### Description of the task
Below is a set of records; print all of them exactly as written.

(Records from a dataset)
--

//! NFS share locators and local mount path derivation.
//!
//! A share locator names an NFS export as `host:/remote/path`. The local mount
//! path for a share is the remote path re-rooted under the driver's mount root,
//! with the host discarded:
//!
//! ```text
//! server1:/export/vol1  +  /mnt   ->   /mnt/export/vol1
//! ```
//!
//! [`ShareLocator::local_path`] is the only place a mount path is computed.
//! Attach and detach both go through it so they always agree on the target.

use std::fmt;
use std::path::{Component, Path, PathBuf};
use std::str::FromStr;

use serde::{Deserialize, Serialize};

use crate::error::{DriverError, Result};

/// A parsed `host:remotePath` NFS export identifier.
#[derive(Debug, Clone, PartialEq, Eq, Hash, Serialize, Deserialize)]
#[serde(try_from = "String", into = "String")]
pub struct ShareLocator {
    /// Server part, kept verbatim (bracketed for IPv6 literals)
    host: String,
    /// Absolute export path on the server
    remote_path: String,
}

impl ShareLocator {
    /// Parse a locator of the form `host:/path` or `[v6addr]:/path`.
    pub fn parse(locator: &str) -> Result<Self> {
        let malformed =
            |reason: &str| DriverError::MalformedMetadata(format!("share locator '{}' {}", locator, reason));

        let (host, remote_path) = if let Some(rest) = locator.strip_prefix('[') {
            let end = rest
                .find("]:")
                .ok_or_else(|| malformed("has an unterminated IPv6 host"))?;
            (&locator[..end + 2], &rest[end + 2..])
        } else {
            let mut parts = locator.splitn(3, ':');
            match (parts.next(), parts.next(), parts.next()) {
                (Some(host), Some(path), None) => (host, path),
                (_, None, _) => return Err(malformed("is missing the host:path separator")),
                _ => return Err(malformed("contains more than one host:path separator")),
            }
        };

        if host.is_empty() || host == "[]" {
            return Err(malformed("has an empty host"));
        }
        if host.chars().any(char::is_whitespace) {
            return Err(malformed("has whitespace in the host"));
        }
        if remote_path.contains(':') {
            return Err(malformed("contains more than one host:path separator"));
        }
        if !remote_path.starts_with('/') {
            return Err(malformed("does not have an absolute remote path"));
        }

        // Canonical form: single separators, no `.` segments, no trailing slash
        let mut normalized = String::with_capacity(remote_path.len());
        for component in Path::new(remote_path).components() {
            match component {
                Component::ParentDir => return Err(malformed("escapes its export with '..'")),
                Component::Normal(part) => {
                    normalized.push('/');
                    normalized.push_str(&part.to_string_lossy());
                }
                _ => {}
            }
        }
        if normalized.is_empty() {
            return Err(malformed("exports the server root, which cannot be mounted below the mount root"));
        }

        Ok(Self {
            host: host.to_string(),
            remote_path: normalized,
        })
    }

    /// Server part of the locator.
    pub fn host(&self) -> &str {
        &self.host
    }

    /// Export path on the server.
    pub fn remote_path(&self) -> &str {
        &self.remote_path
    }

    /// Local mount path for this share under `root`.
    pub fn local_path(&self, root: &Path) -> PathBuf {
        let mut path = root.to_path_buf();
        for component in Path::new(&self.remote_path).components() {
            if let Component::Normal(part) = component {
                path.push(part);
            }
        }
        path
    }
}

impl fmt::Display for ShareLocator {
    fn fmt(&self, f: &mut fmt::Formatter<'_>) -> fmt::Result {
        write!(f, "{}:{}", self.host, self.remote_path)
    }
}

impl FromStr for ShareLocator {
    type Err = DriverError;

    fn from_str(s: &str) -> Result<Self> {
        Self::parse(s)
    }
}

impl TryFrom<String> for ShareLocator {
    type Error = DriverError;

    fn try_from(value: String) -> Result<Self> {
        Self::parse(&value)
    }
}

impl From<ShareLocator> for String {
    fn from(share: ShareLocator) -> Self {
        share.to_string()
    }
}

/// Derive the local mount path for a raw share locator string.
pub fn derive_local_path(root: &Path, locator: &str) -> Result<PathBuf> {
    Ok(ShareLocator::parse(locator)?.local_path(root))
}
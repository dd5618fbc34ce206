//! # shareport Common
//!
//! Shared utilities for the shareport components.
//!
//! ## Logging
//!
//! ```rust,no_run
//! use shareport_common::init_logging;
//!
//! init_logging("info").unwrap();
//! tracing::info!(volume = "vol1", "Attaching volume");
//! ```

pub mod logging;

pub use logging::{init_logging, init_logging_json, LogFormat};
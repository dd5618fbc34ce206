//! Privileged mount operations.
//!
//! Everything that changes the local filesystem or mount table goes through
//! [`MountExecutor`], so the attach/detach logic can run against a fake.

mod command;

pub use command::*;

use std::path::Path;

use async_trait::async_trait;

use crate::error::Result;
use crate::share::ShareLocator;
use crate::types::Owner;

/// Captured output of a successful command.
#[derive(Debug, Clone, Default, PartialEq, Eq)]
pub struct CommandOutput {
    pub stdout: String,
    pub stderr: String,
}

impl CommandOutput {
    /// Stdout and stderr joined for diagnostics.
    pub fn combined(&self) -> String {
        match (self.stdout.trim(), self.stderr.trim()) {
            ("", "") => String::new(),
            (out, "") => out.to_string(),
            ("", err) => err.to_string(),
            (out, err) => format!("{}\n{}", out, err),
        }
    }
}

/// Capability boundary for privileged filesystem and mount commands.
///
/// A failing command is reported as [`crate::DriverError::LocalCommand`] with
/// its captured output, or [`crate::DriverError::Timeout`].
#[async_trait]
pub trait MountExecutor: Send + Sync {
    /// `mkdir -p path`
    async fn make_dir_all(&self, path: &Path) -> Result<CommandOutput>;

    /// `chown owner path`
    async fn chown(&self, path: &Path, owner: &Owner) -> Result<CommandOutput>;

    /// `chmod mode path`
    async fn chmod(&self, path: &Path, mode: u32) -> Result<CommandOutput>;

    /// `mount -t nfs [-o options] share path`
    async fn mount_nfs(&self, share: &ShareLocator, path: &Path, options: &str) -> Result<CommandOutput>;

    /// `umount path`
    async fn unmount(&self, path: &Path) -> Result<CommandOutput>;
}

--

### Output below
//! NFS share locators and local mount path derivation.
//!
//! A share locator names an NFS export as `host:/remote/path`. The local mount
//! path for a share is the remote path re-rooted under the driver's mount root,
//! with the host discarded:
//!
//! ```text
//! server1:/export/vol1  +  /mnt   ->   /mnt/export/vol1
//! ```
//!
//! [`ShareLocator::local_path`] is the only place a mount path is computed.
//! Attach and detach both go through it so they always agree on the target.

use std::fmt;
use std::path::{Component, Path, PathBuf};
use std::str::FromStr;

use serde::{Deserialize, Serialize};

use crate::error::{DriverError, Result};

/// A parsed `host:remotePath` NFS export identifier.
#[derive(Debug, Clone, PartialEq, Eq, Hash, Serialize, Deserialize)]
#[serde(try_from = "String", into = "String")]
pub struct ShareLocator {
    /// Server part, kept verbatim (bracketed for IPv6 literals)
    host: String,
    /// Absolute export path on the server
    remote_path: String,
}

impl ShareLocator {
    /// Parse a locator of the form `host:/path` or `[v6addr]:/path`.
    pub fn parse(locator: &str) -> Result<Self> {
        let malformed =
            |reason: &str| DriverError::MalformedMetadata(format!("share locator '{}' {}", locator, reason));

        let (host, remote_path) = if let Some(rest) = locator.strip_prefix('[') {
            let end = rest
                .find("]:")
                .ok_or_else(|| malformed("has an unterminated IPv6 host"))?;
            (&locator[..end + 2], &rest[end + 2..])
        } else {
            let mut parts = locator.splitn(3, ':');
            match (parts.next(), parts.next(), parts.next()) {
                (Some(host), Some(path), None) => (host, path),
                (_, None, _) => return Err(malformed("is missing the host:path separator")),
                _ => return Err(malformed("contains more than one host:path separator")),
            }
        };

        if host.is_empty() || host == "[]" {
            return Err(malformed("has an empty host"));
        }
        if host.chars().any(char::is_whitespace) {
            return Err(malformed("has whitespace in the host"));
        }
        if remote_path.contains(':') {
            return Err(malformed("contains more than one host:path separator"));
        }
        if !remote_path.starts_with('/') {
            return Err(malformed("does not have an absolute remote path"));
        }

        // Canonical form: single separators, no `.` segments, no trailing slash
        let mut normalized = String::with_capacity(remote_path.len());
        for component in Path::new(remote_path).components() {
            match component {
                Component::ParentDir => return Err(malformed("escapes its export with '..'")),
                Component::Normal(part) => {
                    normalized.push('/');
                    normalized.push_str(&part.to_string_lossy());
                }
                _ => {}
            }
        }
        if normalized.is_empty() {
            return Err(malformed("exports the server root, which cannot be mounted below the mount root"));
        }

        Ok(Self {
            host: host.to_string(),
            remote_path: normalized,
        })
    }

    /// Server part of the locator.
    pub fn host(&self) -> &str {
        &self.host
    }

    /// Export path on the server.
    pub fn remote_path(&self) -> &str {
        &self.remote_path
    }

    /// Local mount path for this share under `root`.
    pub fn local_path(&self, root: &Path) -> PathBuf {
        let mut path = root.to_path_buf();
        for component in Path::new(&self.remote_path).components() {
            if let Component::Normal(part) = component {
                path.push(part);
            }
        }
        path
    }
}

impl fmt::Display for ShareLocator {
    fn fmt(&self, f: &mut fmt::Formatter<'_>) -> fmt::Result {
        write!(f, "{}:{}", self.host, self.remote_path)
    }
}

impl FromStr for ShareLocator {
    type Err = DriverError;

    fn from_str(s: &str) -> Result<Self> {
        Self::parse(s)
    }
}

impl TryFrom<String> for ShareLocator {
    type Error = DriverError;

    fn try_from(value: String) -> Result<Self> {
        Self::parse(&value)
    }
}

impl From<ShareLocator> for String {
    fn from(share: ShareLocator) -> Self {
        share.to_string()
    }
}

/// Derive the local mount path for a raw share locator string.
pub fn derive_local_path(root: &Path, locator: &str) -> Result<PathBuf> {
    Ok(ShareLocator::parse(locator)?.local_path(root))
}
repository dd5618fbc34ce206
//! # shareport Common
//!
//! Shared utilities for the shareport components.
//!
//! ## Logging
//!
//! ```rust,no_run
//! use shareport_common::init_logging;
//!
//! init_logging("info").unwrap();
//! tracing::info!(volume = "vol1", "Attaching volume");
//! ```

pub mod logging;

pub use logging::{init_logging, init_logging_json, LogFormat};
repository dd5618fbc34ce206
//! Privileged mount operations.
//!
//! Everything that changes the local filesystem or mount table goes through
//! [`MountExecutor`], so the attach/detach logic can run against a fake.

mod command;

pub use command::*;

use std::path::Path;

use async_trait::async_trait;

use crate::error::Result;
use crate::share::ShareLocator;
use crate::types::Owner;

/// Captured output of a successful command.
#[derive(Debug, Clone, Default, PartialEq, Eq)]
pub struct CommandOutput {
    pub stdout: String,
    pub stderr: String,
}

impl CommandOutput {
    /// Stdout and stderr joined for diagnostics.
    pub fn combined(&self) -> String {
        match (self.stdout.trim(), self.stderr.trim()) {
            ("", "") => String::new(),
            (out, "") => out.to_string(),
            ("", err) => err.to_string(),
            (out, err) => format!("{}\n{}", out, err),
        }
    }
}

/// Capability boundary for privileged filesystem and mount commands.
///
/// A failing command is reported as [`crate::DriverError::LocalCommand`] with
/// its captured output, or [`crate::DriverError::Timeout`].
#[async_trait]
pub trait MountExecutor: Send + Sync {
    /// `mkdir -p path`
    async fn make_dir_all(&self, path: &Path) -> Result<CommandOutput>;

    /// `chown owner path`
    async fn chown(&self, path: &Path, owner: &Owner) -> Result<CommandOutput>;

    /// `chmod mode path`
    async fn chmod(&self, path: &Path, mode: u32) -> Result<CommandOutput>;

    /// `mount -t nfs [-o options] share path`
    async fn mount_nfs(&self, share: &ShareLocator, path: &Path, options: &str) -> Result<CommandOutput>;

    /// `umount path`
    async fn unmount(&self, path: &Path) -> Result<CommandOutput>;
}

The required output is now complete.